Targets, released in 1968, is Bogdanovich’s first feature film. Bogdanovich would go on to make several films that were more successful, both financially and artistically. His greatest acclaim as a director probably comes from a string of 1970s films, including The Last Picture Show, What’s Up Doc, and Paper Moon. Bogdanovich, a famous raconteur, amusingly relates the story in several places of how he came to make Targets, including on the DVD, but I first heard it on a recent episode of Gilbert Gottfried’s podcast. I highly recommend listening to this episode, which also contains many other great anecdotes about his own career and those of other great Hollywood legends.

Regarding Targets, the story goes that Karloff owed producer Roger Corman two days of work from some previous project. So Corman tasked Bogdanovich to film Karloff for two days. Then he was to gather a certain amount of existing footage of Karloff that Corman had, add the footage from the two new days of shooting, quickly shoot additional footage without Karloff, and piece it all together somehow in order to make a new film. Faced with this peculiar challenge, Bogdanovich crafted a script that featured two independent, parallel stories that come together at the denouement. They don’t quite cohere together to make a completely convincing whole, but when you consider the artistic constrictions, the result is fairly brilliant.
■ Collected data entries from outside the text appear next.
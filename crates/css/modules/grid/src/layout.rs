//! Grid layout algorithm.
//!
//! Spec: §12 Grid Sizing
//! <https://www.w3.org/TR/css-grid-2/#layout-algorithm>

use crate::alignment::{ContentAlignment, Direction, SelfAlignment, WritingMode};
use crate::content_distribution::{GridAxisLines, distribute_content, stretch_auto_tracks};
use crate::item_alignment::{ItemAlignmentContext, ItemPlacer};
use crate::line_resolution::GridCoordinate;
use crate::placement::{GridPlacement, place_grid_items};
use crate::track_sizing::{
    GridAxisTracks, ResolvedTrackSizes, TrackSizingParams, resolve_track_sizes,
};
use crate::types::{
    AvailableSpace, GridAutoFlow, GridAxis, GridAxisPair, GridItem, GridItemContent, ItemHandle,
    ItemSize,
};

/// Input parameters for grid layout.
#[derive(Debug, Clone)]
pub struct GridContainerInputs {
    /// Row tracks definition
    pub rows: GridAxisTracks,
    /// Column tracks definition
    pub columns: GridAxisTracks,
    /// Auto-flow direction
    pub auto_flow: GridAutoFlow,
    /// Available width for the grid
    pub available_width: AvailableSpace,
    /// Available height for the grid
    pub available_height: AvailableSpace,
    /// `justify-content`
    pub justify_content: ContentAlignment,
    /// `align-content`
    pub align_content: ContentAlignment,
    /// `justify-items`
    pub justify_items: SelfAlignment,
    /// `align-items`
    pub align_items: SelfAlignment,
    /// Inline direction of the container
    pub direction: Direction,
    /// Writing mode of the container
    pub writing_mode: WritingMode,
}

impl Default for GridContainerInputs {
    fn default() -> Self {
        Self::new(
            GridAxisTracks::default(),
            GridAxisTracks::default(),
            AvailableSpace::Indefinite,
            AvailableSpace::Indefinite,
        )
    }
}

impl GridContainerInputs {
    /// Create a new grid container inputs with default values.
    pub fn new(
        rows: GridAxisTracks,
        columns: GridAxisTracks,
        available_width: AvailableSpace,
        available_height: AvailableSpace,
    ) -> Self {
        Self {
            rows,
            columns,
            auto_flow: GridAutoFlow::default(),
            available_width,
            available_height,
            justify_content: ContentAlignment::default(),
            align_content: ContentAlignment::default(),
            justify_items: SelfAlignment::default(),
            align_items: SelfAlignment::default(),
            direction: Direction::default(),
            writing_mode: WritingMode::default(),
        }
    }

    #[must_use]
    pub fn with_auto_flow(mut self, auto_flow: GridAutoFlow) -> Self {
        self.auto_flow = auto_flow;
        self
    }

    #[must_use]
    pub fn with_justify_content(mut self, alignment: ContentAlignment) -> Self {
        self.justify_content = alignment;
        self
    }

    #[must_use]
    pub fn with_align_content(mut self, alignment: ContentAlignment) -> Self {
        self.align_content = alignment;
        self
    }

    #[must_use]
    pub fn with_justify_items(mut self, alignment: SelfAlignment) -> Self {
        self.justify_items = alignment;
        self
    }

    #[must_use]
    pub fn with_align_items(mut self, alignment: SelfAlignment) -> Self {
        self.align_items = alignment;
        self
    }

    #[must_use]
    pub fn with_direction(mut self, direction: Direction) -> Self {
        self.direction = direction;
        self
    }

    #[must_use]
    pub fn with_writing_mode(mut self, writing_mode: WritingMode) -> Self {
        self.writing_mode = writing_mode;
        self
    }

    /// Track definitions of `axis`.
    pub const fn tracks(&self, axis: GridAxis) -> &GridAxisTracks {
        match axis {
            GridAxis::Row => &self.rows,
            GridAxis::Column => &self.columns,
        }
    }

    /// Available space along `axis`.
    pub const fn available_space(&self, axis: GridAxis) -> AvailableSpace {
        match axis {
            GridAxis::Row => self.available_height,
            GridAxis::Column => self.available_width,
        }
    }

    /// `align-content` for rows, `justify-content` for columns.
    pub const fn content_alignment(&self, axis: GridAxis) -> ContentAlignment {
        match axis {
            GridAxis::Row => self.align_content,
            GridAxis::Column => self.justify_content,
        }
    }

    const fn alignment_context(&self) -> ItemAlignmentContext {
        ItemAlignmentContext {
            justify_items: self.justify_items,
            align_items: self.align_items,
            direction: self.direction,
            writing_mode: self.writing_mode,
        }
    }
}

/// A grid item with its final position and size.
#[derive(Debug, Clone)]
pub struct GridPlacedItem<NodeId = usize> {
    /// Node identifier (generic to support different node ID types)
    pub node_id: NodeId,
    /// Handle the item was laid out under
    pub handle: ItemHandle,
    /// Grid area occupied
    pub coordinate: GridCoordinate,
    /// Final x position (border-box, from the inline-start edge)
    pub x: f32,
    /// Final y position (border-box, from the block-start edge)
    pub y: f32,
    /// Final width (border-box)
    pub width: f32,
    /// Final height (border-box)
    pub height: f32,
    /// Content-box sizes applied by `stretch`
    pub overrides: GridAxisPair<Option<f32>>,
}

/// Result of grid layout computation.
#[derive(Debug, Clone)]
pub struct GridLayoutResult<NodeId = usize> {
    /// Placed items with their positions
    pub items: Vec<GridPlacedItem<NodeId>>,
    /// Total width consumed by the grid tracks and gaps
    pub total_width: f32,
    /// Total height consumed by the grid tracks and gaps
    pub total_height: f32,
    /// Used content size of the container: the definite size when given, the
    /// grid's size otherwise
    pub content_size: ItemSize,
    /// Resolved column sizes
    pub col_sizes: ResolvedTrackSizes,
    /// Resolved row sizes
    pub row_sizes: ResolvedTrackSizes,
    /// Column line positions and `justify-content` offsets
    pub column_lines: GridAxisLines,
    /// Row line positions and `align-content` offsets
    pub row_lines: GridAxisLines,
    /// Items whose border box is larger than their grid area
    pub overflowing: Vec<ItemHandle>,
}

/// Run the grid layout algorithm over `items`, addressed by their index.
///
/// Spec: §12 Grid Sizing Algorithm
/// <https://www.w3.org/TR/css-grid-2/#layout-algorithm>
pub fn layout_grid<NodeId: Clone, C: GridItemContent + ?Sized>(
    items: &[GridItem<NodeId>],
    inputs: &GridContainerInputs,
    content: &mut C,
) -> GridLayoutResult<NodeId> {
    let handles: Vec<_> = items
        .iter()
        .enumerate()
        .map(|(index, item)| (ItemHandle(index), item))
        .collect();
    let placement = place_grid_items(
        handles.iter().copied(),
        &inputs.rows,
        &inputs.columns,
        inputs.auto_flow,
    );
    layout_placed_items(&handles, &placement, inputs, content)
}

/// Size the tracks of an already placed grid and position its items.
///
/// 1. Columns are sized and stretched.
/// 2. Rows are sized, measuring items against their column area, and stretched.
/// 3. Content alignment turns track sizes into line positions.
/// 4. Every item is stretched, laid out and aligned in its area.
pub fn layout_placed_items<NodeId: Clone, C: GridItemContent + ?Sized>(
    items: &[(ItemHandle, &GridItem<NodeId>)],
    placement: &GridPlacement,
    inputs: &GridContainerInputs,
    content: &mut C,
) -> GridLayoutResult<NodeId> {
    tracing::debug!(
        "layout_grid: {} items on a {}x{} grid, available {:?} x {:?}",
        items.len(),
        placement.topology.row_count(),
        placement.topology.column_count(),
        inputs.available_width,
        inputs.available_height
    );

    let col_sizes = size_axis(GridAxis::Column, placement, inputs, None, content);
    let row_sizes = size_axis(GridAxis::Row, placement, inputs, Some(&col_sizes), content);

    let lines = GridAxisPair::new(
        distribute_content(
            &row_sizes,
            inputs.align_content,
            inputs.available_height,
            GridAxis::Row,
            inputs.direction,
        ),
        distribute_content(
            &col_sizes,
            inputs.justify_content,
            inputs.available_width,
            GridAxis::Column,
            inputs.direction,
        ),
    );

    let placer = ItemPlacer::new(&lines, inputs.alignment_context());
    let mut placed_items = Vec::with_capacity(items.len());
    let mut overflowing = Vec::new();
    for &(handle, item) in items {
        let Some(coordinate) = placement.coordinate(handle) else {
            continue;
        };
        let placed = placer.place(handle, item, coordinate, content);
        if placed.overflows_area() {
            overflowing.push(handle);
        }
        placed_items.push(GridPlacedItem {
            node_id: item.node_id.clone(),
            handle,
            coordinate,
            x: placed.inline.offset,
            y: placed.block.offset,
            width: placed.size.width,
            height: placed.size.height,
            overrides: placed.overrides,
        });
    }

    let total_width = col_sizes.total_size();
    let total_height = row_sizes.total_size();
    let GridAxisPair {
        rows: row_lines,
        columns: column_lines,
    } = lines;

    GridLayoutResult {
        items: placed_items,
        total_width,
        total_height,
        content_size: ItemSize {
            width: inputs.available_width.definite().unwrap_or(total_width),
            height: inputs.available_height.definite().unwrap_or(total_height),
        },
        col_sizes,
        row_sizes,
        column_lines,
        row_lines,
        overflowing,
    }
}

/// Run the track sizing algorithm on one axis, then stretch its content-sized tracks.
fn size_axis<C: GridItemContent + ?Sized>(
    axis: GridAxis,
    placement: &GridPlacement,
    inputs: &GridContainerInputs,
    cross_sizes: Option<&ResolvedTrackSizes>,
    content: &mut C,
) -> ResolvedTrackSizes {
    let axis_tracks = inputs.tracks(axis);
    let available_space = inputs.available_space(axis);
    let params = TrackSizingParams {
        axis_tracks,
        available_space,
        placement,
        axis,
        cross_sizes,
    };
    let mut sizes = resolve_track_sizes(&params, content);
    let sizing_functions = axis_tracks.sizing_functions(sizes.len(), available_space);
    stretch_auto_tracks(
        &mut sizes,
        &sizing_functions,
        inputs.content_alignment(axis),
        available_space,
    );
    sizes
}

#[cfg(test)]
mod tests {
    use std::collections::HashMap;

    use super::*;
    use crate::alignment::ItemPosition;
    use crate::types::GridTrackSize;

    const EPSILON: f32 = 0.1;

    /// Items with a fixed natural size that honour stretch overrides.
    struct NaturalContent {
        natural: ItemSize,
        overrides: HashMap<(ItemHandle, GridAxis), f32>,
    }

    impl NaturalContent {
        fn new(width: f32, height: f32) -> Self {
            Self {
                natural: ItemSize { width, height },
                overrides: HashMap::new(),
            }
        }
    }

    impl GridItemContent for NaturalContent {
        fn min_content_contribution(
            &mut self,
            _item: ItemHandle,
            axis: GridAxis,
            _cross_size: Option<f32>,
        ) -> f32 {
            self.natural.along(axis)
        }

        fn max_content_contribution(
            &mut self,
            _item: ItemHandle,
            axis: GridAxis,
            _cross_size: Option<f32>,
        ) -> f32 {
            self.natural.along(axis)
        }

        fn set_content_size_override(
            &mut self,
            item: ItemHandle,
            axis: GridAxis,
            size: Option<f32>,
        ) {
            match size {
                Some(size) => self.overrides.insert((item, axis), size),
                None => self.overrides.remove(&(item, axis)),
            };
        }

        fn layout_item(&mut self, item: ItemHandle, _area: ItemSize) -> ItemSize {
            ItemSize {
                width: self
                    .overrides
                    .get(&(item, GridAxis::Column))
                    .copied()
                    .unwrap_or(self.natural.width),
                height: self
                    .overrides
                    .get(&(item, GridAxis::Row))
                    .copied()
                    .unwrap_or(self.natural.height),
            }
        }
    }

    fn fixed_grid() -> GridContainerInputs {
        let rows = GridAxisTracks::new(vec![GridTrackSize::length(100.0); 2], 10.0);
        let columns = GridAxisTracks::new(vec![GridTrackSize::length(150.0); 2], 10.0);
        GridContainerInputs::new(
            rows,
            columns,
            AvailableSpace::Definite(400.0),
            AvailableSpace::Definite(300.0),
        )
    }

    /// Test basic grid layout.
    ///
    /// # Panics
    /// Panics if layout computation fails or assertions fail.
    #[test]
    fn test_grid_layout_basic() {
        let items = vec![
            GridItem::new(1),
            GridItem::new(2),
            GridItem::new(3),
            GridItem::new(4),
        ];
        let mut content = NaturalContent::new(20.0, 20.0);
        let result = layout_grid(&items, &fixed_grid(), &mut content);

        assert_eq!(result.items.len(), 4);
        assert!((result.total_width - 310.0).abs() < EPSILON); // 150 + 150 + 10 gap
        assert!((result.total_height - 210.0).abs() < EPSILON); // 100 + 100 + 10 gap
        assert!((result.content_size.width - 400.0).abs() < EPSILON);

        // Fourth item: second row, second column, stretched over its area.
        let last = &result.items[3];
        assert_eq!(last.node_id, 4);
        assert!((last.x - 160.0).abs() < EPSILON);
        assert!((last.y - 110.0).abs() < EPSILON);
        assert!((last.width - 150.0).abs() < EPSILON);
        assert!((last.height - 100.0).abs() < EPSILON);
        assert_eq!(last.overrides.columns, Some(150.0));
        assert!(result.overflowing.is_empty());
    }

    /// Non-stretch alignment keeps the natural size and offsets the item.
    ///
    /// # Panics
    /// Panics if centered or end-aligned items are misplaced.
    #[test]
    fn test_item_self_alignment() {
        let inputs = fixed_grid()
            .with_justify_items(SelfAlignment::new(ItemPosition::Center))
            .with_align_items(SelfAlignment::new(ItemPosition::End));
        let items = vec![GridItem::new(0)];
        let mut content = NaturalContent::new(50.0, 40.0);
        let result = layout_grid(&items, &inputs, &mut content);

        let item = &result.items[0];
        assert!((item.x - 50.0).abs() < EPSILON);
        assert!((item.y - 60.0).abs() < EPSILON);
        assert!((item.width - 50.0).abs() < EPSILON);
        assert_eq!(item.overrides, GridAxisPair::default());
    }

    /// Items larger than their area are reported.
    ///
    /// # Panics
    /// Panics if the overflow list misses the oversized item.
    #[test]
    fn test_overflow_bookkeeping() {
        let inputs = fixed_grid().with_justify_items(SelfAlignment::new(ItemPosition::Start));
        let items = vec![GridItem::new(0), GridItem::new(1)];
        let mut content = NaturalContent::new(200.0, 20.0);
        let result = layout_grid(&items, &inputs, &mut content);
        assert_eq!(result.overflowing, vec![ItemHandle(0), ItemHandle(1)]);
    }
}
The first thread of the story, involves the aging actor played by Karloff, who wishes to retire from making films. His career has traveled the same path as the real Karloff, from marquee horror star of major studios, to a recognized name of bygone glory who features in a string of independent B-movies. Orlok recognizes that his brand of horror is now out-of-date, and that his career should come to a close. He is ready to quit the movies and retire. But the studios are not eager to let him go, when they feel they can still make money from his name. Bogdanvich’s director character wants Orlok to play in a new film he has scripted, and the studio heads want him to make public appearances to promote a newly completed film (the one Orlok was shown viewing in the opening credits scene). The climax of Targets will take place at a drive-in theater where Orlok has come to make such an appearance.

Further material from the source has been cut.